***** Records for the task
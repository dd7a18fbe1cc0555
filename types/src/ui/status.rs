//! Status text with a visual tone.

/// How a status line should be emphasized.
#[derive(Debug, Clone, Copy, PartialEq, Eq, Default)]
pub enum StatusTone {
    #[default]
    Neutral,
    /// Validation failure: error color, bold.
    Error,
    /// Completed send: success color, bold.
    Success,
}

/// A piece of status text and the tone it is shown in.
#[derive(Debug, Clone, PartialEq, Eq, Default)]
pub struct StatusLine {
    text: String,
    tone: StatusTone,
}

impl StatusLine {
    #[must_use]
    pub fn new(text: impl Into<String>, tone: StatusTone) -> Self {
        Self {
            text: text.into(),
            tone,
        }
    }

    #[must_use]
    pub fn text(&self) -> &str {
        &self.text
    }

    #[must_use]
    pub fn tone(&self) -> StatusTone {
        self.tone
    }

    #[must_use]
    pub fn is_empty(&self) -> bool {
        self.text.is_empty()
    }

    pub fn clear(&mut self) {
        self.text.clear();
        self.tone = StatusTone::Neutral;
    }
}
**********
The task requires an exact copy of all the lines above.

Written answer:
repository dd7a18fbe1cc0555
filename types/src/ui/status.rs
//! Status text with a visual tone.

/// How a status line should be emphasized.
#[derive(Debug, Clone, Copy, PartialEq, Eq, Default)]
pub enum StatusTone {
    #[default]
    Neutral,
    /// Validation failure: error color, bold.
    Error,
    /// Completed send: success color, bold.
    Success,
}

/// A piece of status text and the tone it is shown in.
#[derive(Debug, Clone, PartialEq, Eq, Default)]
pub struct StatusLine {
    text: String,
    tone: StatusTone,
}

impl StatusLine {
    #[must_use]
    pub fn new(text: impl Into<String>, tone: StatusTone) -> Self {
        Self {
            text: text.into(),
            tone,
        }
    }

    #[must_use]
    pub fn text(&self) -> &str {
        &self.text
    }

    #[must_use]
    pub fn tone(&self) -> StatusTone {
        self.tone
    }

    #[must_use]
    pub fn is_empty(&self) -> bool {
        self.text.is_empty()
    }

    pub fn clear(&mut self) {
        self.text.clear();
        self.tone = StatusTone::Neutral;
    }
}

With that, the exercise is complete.